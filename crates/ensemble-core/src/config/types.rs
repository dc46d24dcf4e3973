//! Configuration types for an ensemble of collaborating agents

use crate::errors::EnsembleError;
use serde::{Deserialize, Serialize};
use std::collections::{HashMap, HashSet};
use std::path::PathBuf;

/// Top-level configuration loaded from `ensemble.yaml`
#[derive(Debug, Clone, Serialize, Deserialize)]
pub struct EnsembleConfig {
    pub agents: Vec<AgentDefinition>,
    #[serde(default)]
    pub llm: LlmConfig,
    #[serde(default)]
    pub memory: MemoryConfig,
    #[serde(default)]
    pub tools: ToolsConfig,
    #[serde(default)]
    pub mcp_servers: Vec<McpServerConfig>,
    #[serde(default)]
    pub collaboration: CollaborationConfig,
    #[serde(default)]
    pub logging: LoggingConfig,
}

/// A participant in the ensemble
#[derive(Debug, Clone, Serialize, Deserialize)]
pub struct AgentDefinition {
    pub name: String,
    #[serde(default)]
    pub description: String,
    #[serde(default = "default_system_prompt")]
    pub system_prompt: String,
    #[serde(default)]
    pub constraints: Vec<String>,
    #[serde(default)]
    pub capabilities: Vec<String>,
}

impl AgentDefinition {
    pub fn new(name: impl Into<String>) -> Self {
        Self {
            name: name.into(),
            description: String::new(),
            system_prompt: default_system_prompt(),
            constraints: Vec::new(),
            capabilities: Vec::new(),
        }
    }

    pub fn with_description(mut self, description: impl Into<String>) -> Self {
        self.description = description.into();
        self
    }

    pub fn with_system_prompt(mut self, system_prompt: impl Into<String>) -> Self {
        self.system_prompt = system_prompt.into();
        self
    }

    pub fn with_constraints(mut self, constraints: Vec<String>) -> Self {
        self.constraints = constraints;
        self
    }
}

fn default_system_prompt() -> String {
    "You are a helpful assistant collaborating with other agents.".to_string()
}

/// OpenAI-compatible completion endpoint settings
#[derive(Debug, Clone, Serialize, Deserialize)]
pub struct LlmConfig {
    #[serde(default = "default_llm_base_url")]
    pub base_url: String,
    #[serde(default = "default_llm_model")]
    pub model: String,
    #[serde(default = "default_temperature")]
    pub temperature: f32,
    #[serde(default)]
    pub max_tokens: Option<u32>,
    #[serde(default)]
    pub api_key: Option<String>,
    #[serde(default)]
    pub api_key_env: Option<String>,
}

fn default_llm_base_url() -> String {
    "https://api.openai.com/v1".to_string()
}

fn default_llm_model() -> String {
    "gpt-4o-mini".to_string()
}

fn default_temperature() -> f32 {
    0.7
}

impl Default for LlmConfig {
    fn default() -> Self {
        Self {
            base_url: default_llm_base_url(),
            model: default_llm_model(),
            temperature: default_temperature(),
            max_tokens: None,
            api_key: None,
            api_key_env: None,
        }
    }
}

#[derive(Debug, Clone, Serialize, Deserialize)]
pub struct MemoryConfig {
    #[serde(default = "default_short_term_capacity")]
    pub short_term_capacity: usize,
    /// SQLite file for long-term memory and task history. In-memory when unset.
    #[serde(default)]
    pub database: Option<PathBuf>,
    #[serde(default = "default_context_messages")]
    pub context_messages: usize,
}

fn default_short_term_capacity() -> usize {
    20
}

fn default_context_messages() -> usize {
    10
}

impl Default for MemoryConfig {
    fn default() -> Self {
        Self {
            short_term_capacity: default_short_term_capacity(),
            database: None,
            context_messages: default_context_messages(),
        }
    }
}

#[derive(Debug, Clone, Serialize, Deserialize)]
pub struct ToolsConfig {
    #[serde(default = "default_cache_ttl_secs")]
    pub cache_ttl_secs: u64,
    #[serde(default = "default_cache_max_size")]
    pub cache_max_size: usize,
    #[serde(default = "default_history_limit")]
    pub history_limit: usize,
}

fn default_cache_ttl_secs() -> u64 {
    300
}

fn default_cache_max_size() -> usize {
    100
}

fn default_history_limit() -> usize {
    1000
}

impl Default for ToolsConfig {
    fn default() -> Self {
        Self {
            cache_ttl_secs: default_cache_ttl_secs(),
            cache_max_size: default_cache_max_size(),
            history_limit: default_history_limit(),
        }
    }
}

/// An external tool server reached over MCP
#[derive(Debug, Clone, Serialize, Deserialize)]
pub struct McpServerConfig {
    pub name: String,
    pub command: McpCommand,
    #[serde(default = "default_true")]
    pub enabled: bool,
}

/// Child process used to launch an MCP server
#[derive(Debug, Clone, Serialize, Deserialize, Default)]
pub struct McpCommand {
    pub run: String,
    #[serde(default)]
    pub args: Vec<String>,
    #[serde(default)]
    pub env: HashMap<String, String>,
    #[serde(default)]
    pub working_dir: Option<PathBuf>,
}

#[derive(Debug, Clone, Serialize, Deserialize)]
pub struct CollaborationConfig {
    #[serde(default = "default_max_rounds")]
    pub max_rounds: usize,
    #[serde(default = "default_stream_buffer")]
    pub stream_buffer: usize,
    /// Number of prior events handed to an agent as history on each turn
    #[serde(default = "default_history_window")]
    pub history_window: usize,
}

fn default_max_rounds() -> usize {
    5
}

fn default_stream_buffer() -> usize {
    32
}

fn default_history_window() -> usize {
    10
}

impl Default for CollaborationConfig {
    fn default() -> Self {
        Self {
            max_rounds: default_max_rounds(),
            stream_buffer: default_stream_buffer(),
            history_window: default_history_window(),
        }
    }
}

/// Logging configuration
#[derive(Debug, Clone, Serialize, Deserialize)]
pub struct LoggingConfig {
    #[serde(default = "default_log_level")]
    pub level: String,
    #[serde(default)]
    pub file: Option<PathBuf>,
}

fn default_log_level() -> String {
    "info".to_string()
}

impl Default for LoggingConfig {
    fn default() -> Self {
        Self {
            level: default_log_level(),
            file: None,
        }
    }
}

fn default_true() -> bool {
    true
}

impl EnsembleConfig {
    pub fn validate(&self) -> Result<(), EnsembleError> {
        if self.agents.is_empty() {
            return Err(EnsembleError::ConfigError(
                "At least one agent must be configured".to_string(),
            ));
        }

        let mut seen = HashSet::new();
        for agent in &self.agents {
            if agent.name.trim().is_empty() {
                return Err(EnsembleError::ConfigError(
                    "Agent name cannot be empty".to_string(),
                ));
            }
            if !seen.insert(agent.name.as_str()) {
                return Err(EnsembleError::ConfigError(format!(
                    "Duplicate agent name '{}'",
                    agent.name
                )));
            }
        }

        if self.llm.model.is_empty() {
            return Err(EnsembleError::ConfigError("LLM model cannot be empty".to_string()));
        }

        if !(0.0..=2.0).contains(&self.llm.temperature) {
            return Err(EnsembleError::ConfigError(format!(
                "LLM temperature must be between 0 and 2, got {}",
                self.llm.temperature
            )));
        }

        if self.memory.short_term_capacity == 0 {
            return Err(EnsembleError::ConfigError(
                "Memory short_term_capacity must be greater than 0".to_string(),
            ));
        }

        if self.tools.cache_max_size == 0 {
            return Err(EnsembleError::ConfigError(
                "Tools cache_max_size must be greater than 0".to_string(),
            ));
        }

        if self.collaboration.max_rounds == 0 {
            return Err(EnsembleError::ConfigError(
                "Collaboration max_rounds must be greater than 0".to_string(),
            ));
        }

        if self.collaboration.stream_buffer == 0 {
            return Err(EnsembleError::ConfigError(
                "Collaboration stream_buffer must be greater than 0".to_string(),
            ));
        }

        for server in &self.mcp_servers {
            if server.name.is_empty() {
                return Err(EnsembleError::ConfigError(
                    "MCP server name cannot be empty".to_string(),
                ));
            }
            if server.name.contains('_') {
                return Err(EnsembleError::ConfigError(format!(
                    "MCP server name '{}' cannot contain '_'",
                    server.name
                )));
            }
            if server.enabled && server.command.run.is_empty() {
                return Err(EnsembleError::ConfigError(format!(
                    "MCP server '{}' command cannot be empty",
                    server.name
                )));
            }
        }

        Ok(())
    }

    pub fn enabled_mcp_servers(&self) -> impl Iterator<Item = &McpServerConfig> {
        self.mcp_servers.iter().filter(|s| s.enabled)
    }
}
-*-*-
#### [THE TASK]
Search the listing for the word "AgentDefinition", and copy every line in which it is found.

#### [ANSWER TO THE PROBLEM]
    pub agents: Vec<AgentDefinition>,
pub struct AgentDefinition {
impl AgentDefinition {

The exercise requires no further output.